EXERCISE PROMPT:
Out of the material that follows, write out exactly the lines from the line with "assert!(p.value_at(0.2) < halfway);" to the line with "let times: Vec<f64>", both ends included, and no others.
:: DATA PROVIDED ::
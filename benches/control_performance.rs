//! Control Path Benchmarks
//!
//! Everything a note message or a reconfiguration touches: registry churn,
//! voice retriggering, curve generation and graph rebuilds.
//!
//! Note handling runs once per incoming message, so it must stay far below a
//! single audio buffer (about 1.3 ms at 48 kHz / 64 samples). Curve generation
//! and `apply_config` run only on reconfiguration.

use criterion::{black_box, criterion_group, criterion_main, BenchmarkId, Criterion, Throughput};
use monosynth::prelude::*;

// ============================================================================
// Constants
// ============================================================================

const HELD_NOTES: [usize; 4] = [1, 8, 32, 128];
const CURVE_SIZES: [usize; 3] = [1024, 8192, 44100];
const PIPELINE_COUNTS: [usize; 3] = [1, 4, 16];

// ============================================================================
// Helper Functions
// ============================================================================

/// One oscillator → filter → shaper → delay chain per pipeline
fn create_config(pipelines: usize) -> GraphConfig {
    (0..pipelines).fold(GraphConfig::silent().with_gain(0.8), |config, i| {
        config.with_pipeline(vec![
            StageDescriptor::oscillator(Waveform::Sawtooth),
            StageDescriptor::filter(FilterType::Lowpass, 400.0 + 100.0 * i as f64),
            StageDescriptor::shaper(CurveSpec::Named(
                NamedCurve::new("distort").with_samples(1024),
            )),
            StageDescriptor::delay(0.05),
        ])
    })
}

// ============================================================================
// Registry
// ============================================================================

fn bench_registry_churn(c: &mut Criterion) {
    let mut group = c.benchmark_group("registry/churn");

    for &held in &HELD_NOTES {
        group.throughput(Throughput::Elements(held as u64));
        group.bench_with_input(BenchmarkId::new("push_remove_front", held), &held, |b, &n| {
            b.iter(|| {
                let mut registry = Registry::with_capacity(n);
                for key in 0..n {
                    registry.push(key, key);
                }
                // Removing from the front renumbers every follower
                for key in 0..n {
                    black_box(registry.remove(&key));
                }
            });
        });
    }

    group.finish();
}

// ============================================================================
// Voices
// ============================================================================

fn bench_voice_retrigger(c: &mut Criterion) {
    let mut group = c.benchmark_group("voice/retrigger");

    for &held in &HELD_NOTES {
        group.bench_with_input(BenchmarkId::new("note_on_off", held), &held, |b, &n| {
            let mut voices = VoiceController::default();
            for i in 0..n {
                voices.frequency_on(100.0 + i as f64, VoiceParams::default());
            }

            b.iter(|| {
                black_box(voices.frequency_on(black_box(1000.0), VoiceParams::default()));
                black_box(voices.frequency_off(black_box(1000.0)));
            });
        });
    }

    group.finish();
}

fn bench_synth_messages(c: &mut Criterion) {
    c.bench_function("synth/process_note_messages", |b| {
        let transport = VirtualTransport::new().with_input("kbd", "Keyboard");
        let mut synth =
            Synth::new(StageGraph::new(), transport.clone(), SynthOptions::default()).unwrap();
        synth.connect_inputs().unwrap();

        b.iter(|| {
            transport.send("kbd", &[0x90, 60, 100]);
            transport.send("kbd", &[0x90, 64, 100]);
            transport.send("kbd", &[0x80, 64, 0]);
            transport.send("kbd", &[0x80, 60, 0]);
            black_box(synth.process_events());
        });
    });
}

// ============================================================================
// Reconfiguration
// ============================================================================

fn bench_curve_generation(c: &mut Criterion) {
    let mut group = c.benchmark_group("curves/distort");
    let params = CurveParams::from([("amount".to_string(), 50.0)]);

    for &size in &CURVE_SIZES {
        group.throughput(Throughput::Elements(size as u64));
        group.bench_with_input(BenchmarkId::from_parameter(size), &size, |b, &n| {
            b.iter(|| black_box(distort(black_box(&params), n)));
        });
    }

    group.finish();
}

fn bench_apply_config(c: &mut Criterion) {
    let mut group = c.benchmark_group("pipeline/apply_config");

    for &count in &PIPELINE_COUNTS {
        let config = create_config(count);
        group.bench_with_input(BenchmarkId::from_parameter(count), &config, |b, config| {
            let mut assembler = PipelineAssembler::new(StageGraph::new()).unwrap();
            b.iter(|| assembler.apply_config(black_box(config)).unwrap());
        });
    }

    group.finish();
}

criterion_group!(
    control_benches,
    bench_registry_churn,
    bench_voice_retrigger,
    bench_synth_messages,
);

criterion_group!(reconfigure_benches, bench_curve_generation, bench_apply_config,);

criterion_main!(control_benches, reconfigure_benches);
:::
:: DATA PROVIDED ::
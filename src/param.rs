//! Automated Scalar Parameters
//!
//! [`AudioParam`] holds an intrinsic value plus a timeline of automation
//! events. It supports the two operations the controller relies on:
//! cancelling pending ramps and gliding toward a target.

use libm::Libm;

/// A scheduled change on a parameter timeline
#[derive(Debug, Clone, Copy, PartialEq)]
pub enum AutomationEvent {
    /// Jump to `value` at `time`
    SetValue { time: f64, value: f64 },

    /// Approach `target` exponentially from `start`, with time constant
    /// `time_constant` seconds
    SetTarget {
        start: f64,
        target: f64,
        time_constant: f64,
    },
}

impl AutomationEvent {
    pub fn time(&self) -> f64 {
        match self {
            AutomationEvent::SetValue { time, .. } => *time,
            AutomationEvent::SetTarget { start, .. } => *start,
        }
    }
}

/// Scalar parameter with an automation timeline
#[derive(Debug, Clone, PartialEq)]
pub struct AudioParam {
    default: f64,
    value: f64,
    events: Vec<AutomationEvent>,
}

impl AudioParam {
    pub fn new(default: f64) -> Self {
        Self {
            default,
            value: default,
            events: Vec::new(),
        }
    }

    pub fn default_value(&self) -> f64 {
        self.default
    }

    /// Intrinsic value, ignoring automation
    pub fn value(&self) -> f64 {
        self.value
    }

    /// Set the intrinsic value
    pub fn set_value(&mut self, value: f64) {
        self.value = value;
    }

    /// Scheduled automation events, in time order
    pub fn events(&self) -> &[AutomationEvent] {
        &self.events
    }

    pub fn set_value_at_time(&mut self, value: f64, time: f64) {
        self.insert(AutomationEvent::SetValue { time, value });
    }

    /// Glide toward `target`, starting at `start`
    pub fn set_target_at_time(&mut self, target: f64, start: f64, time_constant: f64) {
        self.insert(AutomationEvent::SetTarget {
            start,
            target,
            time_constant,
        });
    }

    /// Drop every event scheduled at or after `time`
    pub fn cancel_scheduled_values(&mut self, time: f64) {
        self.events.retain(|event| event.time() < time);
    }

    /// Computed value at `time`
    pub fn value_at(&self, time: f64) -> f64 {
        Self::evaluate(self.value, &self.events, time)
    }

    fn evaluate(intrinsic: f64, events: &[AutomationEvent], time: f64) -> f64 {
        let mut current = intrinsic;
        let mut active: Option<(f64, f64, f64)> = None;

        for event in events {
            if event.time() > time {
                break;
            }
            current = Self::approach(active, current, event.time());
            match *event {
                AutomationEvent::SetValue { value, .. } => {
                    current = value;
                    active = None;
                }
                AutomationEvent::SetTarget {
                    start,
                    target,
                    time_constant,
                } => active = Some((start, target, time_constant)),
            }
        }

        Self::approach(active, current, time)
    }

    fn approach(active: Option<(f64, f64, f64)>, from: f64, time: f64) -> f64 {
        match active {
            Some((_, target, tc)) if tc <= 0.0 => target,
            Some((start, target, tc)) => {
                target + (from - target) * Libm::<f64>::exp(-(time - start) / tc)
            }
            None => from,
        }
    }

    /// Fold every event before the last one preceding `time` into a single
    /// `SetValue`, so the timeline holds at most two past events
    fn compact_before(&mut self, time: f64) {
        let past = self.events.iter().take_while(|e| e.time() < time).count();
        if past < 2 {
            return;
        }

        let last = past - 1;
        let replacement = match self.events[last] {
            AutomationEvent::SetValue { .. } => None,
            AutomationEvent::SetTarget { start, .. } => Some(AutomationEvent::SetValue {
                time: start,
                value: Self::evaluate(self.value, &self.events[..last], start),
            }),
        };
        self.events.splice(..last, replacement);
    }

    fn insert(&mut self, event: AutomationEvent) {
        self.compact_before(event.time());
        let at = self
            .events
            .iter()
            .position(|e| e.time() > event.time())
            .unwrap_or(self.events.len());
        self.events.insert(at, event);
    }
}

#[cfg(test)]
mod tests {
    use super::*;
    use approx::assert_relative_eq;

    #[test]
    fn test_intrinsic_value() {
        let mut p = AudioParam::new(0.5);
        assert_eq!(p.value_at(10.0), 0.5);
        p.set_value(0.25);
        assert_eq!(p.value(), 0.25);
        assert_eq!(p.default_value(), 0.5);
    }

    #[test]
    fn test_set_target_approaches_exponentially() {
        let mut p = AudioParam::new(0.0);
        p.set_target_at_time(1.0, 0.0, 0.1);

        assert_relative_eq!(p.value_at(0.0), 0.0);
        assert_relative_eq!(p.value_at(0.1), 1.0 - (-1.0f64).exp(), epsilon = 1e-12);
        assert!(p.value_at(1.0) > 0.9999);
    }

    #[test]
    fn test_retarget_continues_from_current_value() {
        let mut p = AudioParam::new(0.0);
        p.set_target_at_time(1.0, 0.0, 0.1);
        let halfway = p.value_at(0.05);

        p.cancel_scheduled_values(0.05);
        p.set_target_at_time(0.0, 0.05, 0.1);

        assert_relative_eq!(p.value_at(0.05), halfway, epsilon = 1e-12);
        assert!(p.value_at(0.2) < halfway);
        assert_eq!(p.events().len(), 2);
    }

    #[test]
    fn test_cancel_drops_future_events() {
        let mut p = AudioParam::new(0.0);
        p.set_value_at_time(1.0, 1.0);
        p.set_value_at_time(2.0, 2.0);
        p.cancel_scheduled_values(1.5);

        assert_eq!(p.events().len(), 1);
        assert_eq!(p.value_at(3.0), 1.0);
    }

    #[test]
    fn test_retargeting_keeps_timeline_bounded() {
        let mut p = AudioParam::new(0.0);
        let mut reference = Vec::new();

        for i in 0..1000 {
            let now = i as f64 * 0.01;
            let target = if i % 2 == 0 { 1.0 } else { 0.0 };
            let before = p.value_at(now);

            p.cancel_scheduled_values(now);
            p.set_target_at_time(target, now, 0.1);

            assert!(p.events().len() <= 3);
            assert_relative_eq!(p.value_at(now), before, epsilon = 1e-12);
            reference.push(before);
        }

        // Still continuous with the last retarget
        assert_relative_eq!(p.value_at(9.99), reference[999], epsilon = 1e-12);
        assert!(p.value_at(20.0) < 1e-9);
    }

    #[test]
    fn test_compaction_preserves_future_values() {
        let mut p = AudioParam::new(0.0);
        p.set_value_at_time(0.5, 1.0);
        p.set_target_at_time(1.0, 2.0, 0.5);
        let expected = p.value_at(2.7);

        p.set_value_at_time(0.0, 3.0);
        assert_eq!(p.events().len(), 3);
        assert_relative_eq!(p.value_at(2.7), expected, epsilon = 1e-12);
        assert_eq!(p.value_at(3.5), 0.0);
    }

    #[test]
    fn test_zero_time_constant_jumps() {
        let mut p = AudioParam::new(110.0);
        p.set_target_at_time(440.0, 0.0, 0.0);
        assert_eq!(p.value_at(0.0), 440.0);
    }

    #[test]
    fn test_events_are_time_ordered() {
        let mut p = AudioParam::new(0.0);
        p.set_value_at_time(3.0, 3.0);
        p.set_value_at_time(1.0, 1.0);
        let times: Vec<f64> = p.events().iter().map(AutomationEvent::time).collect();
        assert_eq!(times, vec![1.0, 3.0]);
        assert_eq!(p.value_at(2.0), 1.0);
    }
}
:::
:: DATA PROVIDED ::
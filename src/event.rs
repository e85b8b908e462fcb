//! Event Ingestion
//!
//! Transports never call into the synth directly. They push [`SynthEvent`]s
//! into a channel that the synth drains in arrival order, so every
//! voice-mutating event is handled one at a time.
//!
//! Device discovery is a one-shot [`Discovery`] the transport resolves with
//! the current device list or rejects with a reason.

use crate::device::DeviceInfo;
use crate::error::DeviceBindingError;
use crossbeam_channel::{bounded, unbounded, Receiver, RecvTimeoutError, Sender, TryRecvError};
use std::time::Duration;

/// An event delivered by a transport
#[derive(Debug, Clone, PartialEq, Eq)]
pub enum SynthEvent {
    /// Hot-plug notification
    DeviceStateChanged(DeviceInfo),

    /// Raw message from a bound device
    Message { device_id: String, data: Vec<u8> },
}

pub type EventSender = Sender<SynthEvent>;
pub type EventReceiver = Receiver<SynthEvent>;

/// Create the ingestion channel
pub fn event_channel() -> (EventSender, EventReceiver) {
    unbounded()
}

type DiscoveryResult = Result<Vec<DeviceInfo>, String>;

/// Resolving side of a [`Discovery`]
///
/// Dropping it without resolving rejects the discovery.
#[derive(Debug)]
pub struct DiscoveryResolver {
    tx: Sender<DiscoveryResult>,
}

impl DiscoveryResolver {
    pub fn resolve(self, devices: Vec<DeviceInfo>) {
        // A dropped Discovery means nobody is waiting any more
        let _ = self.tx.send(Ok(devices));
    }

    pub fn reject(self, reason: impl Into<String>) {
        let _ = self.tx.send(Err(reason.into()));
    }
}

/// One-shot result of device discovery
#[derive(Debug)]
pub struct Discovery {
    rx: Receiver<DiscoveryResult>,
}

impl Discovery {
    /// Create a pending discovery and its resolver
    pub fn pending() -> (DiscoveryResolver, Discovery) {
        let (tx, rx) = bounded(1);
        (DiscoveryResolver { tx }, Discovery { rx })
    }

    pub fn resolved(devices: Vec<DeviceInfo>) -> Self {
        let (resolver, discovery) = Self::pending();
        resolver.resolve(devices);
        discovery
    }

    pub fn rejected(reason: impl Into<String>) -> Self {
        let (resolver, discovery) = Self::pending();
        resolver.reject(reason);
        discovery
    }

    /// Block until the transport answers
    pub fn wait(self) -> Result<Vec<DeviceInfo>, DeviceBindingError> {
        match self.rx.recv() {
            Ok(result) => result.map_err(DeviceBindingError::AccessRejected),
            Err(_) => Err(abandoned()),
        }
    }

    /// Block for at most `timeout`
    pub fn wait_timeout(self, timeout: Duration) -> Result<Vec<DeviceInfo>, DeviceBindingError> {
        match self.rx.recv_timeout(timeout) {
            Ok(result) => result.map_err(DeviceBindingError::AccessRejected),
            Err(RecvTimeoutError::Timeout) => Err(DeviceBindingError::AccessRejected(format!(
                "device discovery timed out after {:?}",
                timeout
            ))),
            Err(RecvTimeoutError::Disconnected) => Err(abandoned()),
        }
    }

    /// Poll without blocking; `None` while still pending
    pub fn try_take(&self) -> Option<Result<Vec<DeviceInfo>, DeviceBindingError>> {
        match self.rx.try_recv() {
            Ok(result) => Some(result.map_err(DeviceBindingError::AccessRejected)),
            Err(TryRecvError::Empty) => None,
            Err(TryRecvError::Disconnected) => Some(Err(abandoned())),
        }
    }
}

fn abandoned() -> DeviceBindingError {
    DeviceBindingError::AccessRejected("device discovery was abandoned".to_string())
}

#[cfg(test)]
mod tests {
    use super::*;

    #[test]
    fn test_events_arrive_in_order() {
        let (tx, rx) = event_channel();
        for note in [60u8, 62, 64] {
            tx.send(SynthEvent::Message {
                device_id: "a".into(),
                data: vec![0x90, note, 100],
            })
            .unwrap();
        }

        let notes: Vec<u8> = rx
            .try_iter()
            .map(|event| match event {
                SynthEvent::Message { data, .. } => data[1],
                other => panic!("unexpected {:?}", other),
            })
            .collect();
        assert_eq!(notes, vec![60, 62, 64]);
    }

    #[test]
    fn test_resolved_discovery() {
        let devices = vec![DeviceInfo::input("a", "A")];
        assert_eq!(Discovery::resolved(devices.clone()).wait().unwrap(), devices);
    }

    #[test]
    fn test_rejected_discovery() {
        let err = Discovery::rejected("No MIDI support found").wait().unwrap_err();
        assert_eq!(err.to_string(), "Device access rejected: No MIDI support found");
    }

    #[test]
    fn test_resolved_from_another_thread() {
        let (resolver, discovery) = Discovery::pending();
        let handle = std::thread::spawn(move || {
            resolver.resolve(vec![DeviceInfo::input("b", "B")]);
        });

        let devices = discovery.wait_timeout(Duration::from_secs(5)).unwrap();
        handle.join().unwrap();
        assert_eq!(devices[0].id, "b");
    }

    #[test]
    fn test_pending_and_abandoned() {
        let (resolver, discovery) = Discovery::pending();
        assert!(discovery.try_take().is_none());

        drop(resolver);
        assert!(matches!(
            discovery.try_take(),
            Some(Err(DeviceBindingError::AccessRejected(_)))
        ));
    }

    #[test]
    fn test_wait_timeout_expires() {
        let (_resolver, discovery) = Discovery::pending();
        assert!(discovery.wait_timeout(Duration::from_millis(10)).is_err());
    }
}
:::
ANSWER BOX:
        assert!(p.value_at(0.2) < halfway);
        assert_eq!(p.events().len(), 2);
    }

    #[test]
    fn test_cancel_drops_future_events() {
        let mut p = AudioParam::new(0.0);
        p.set_value_at_time(1.0, 1.0);
        p.set_value_at_time(2.0, 2.0);
        p.cancel_scheduled_values(1.5);

        assert_eq!(p.events().len(), 1);
        assert_eq!(p.value_at(3.0), 1.0);
    }

    #[test]
    fn test_retargeting_keeps_timeline_bounded() {
        let mut p = AudioParam::new(0.0);
        let mut reference = Vec::new();

        for i in 0..1000 {
            let now = i as f64 * 0.01;
            let target = if i % 2 == 0 { 1.0 } else { 0.0 };
            let before = p.value_at(now);

            p.cancel_scheduled_values(now);
            p.set_target_at_time(target, now, 0.1);

            assert!(p.events().len() <= 3);
            assert_relative_eq!(p.value_at(now), before, epsilon = 1e-12);
            reference.push(before);
        }

        // Still continuous with the last retarget
        assert_relative_eq!(p.value_at(9.99), reference[999], epsilon = 1e-12);
        assert!(p.value_at(20.0) < 1e-9);
    }

    #[test]
    fn test_compaction_preserves_future_values() {
        let mut p = AudioParam::new(0.0);
        p.set_value_at_time(0.5, 1.0);
        p.set_target_at_time(1.0, 2.0, 0.5);
        let expected = p.value_at(2.7);

        p.set_value_at_time(0.0, 3.0);
        assert_eq!(p.events().len(), 3);
        assert_relative_eq!(p.value_at(2.7), expected, epsilon = 1e-12);
        assert_eq!(p.value_at(3.5), 0.0);
    }

    #[test]
    fn test_zero_time_constant_jumps() {
        let mut p = AudioParam::new(110.0);
        p.set_target_at_time(440.0, 0.0, 0.0);
        assert_eq!(p.value_at(0.0), 440.0);
    }

    #[test]
    fn test_events_are_time_ordered() {
        let mut p = AudioParam::new(0.0);
        p.set_value_at_time(3.0, 3.0);
        p.set_value_at_time(1.0, 1.0);
        let times: Vec<f64> = p.events().iter().map(AutomationEvent::time).collect();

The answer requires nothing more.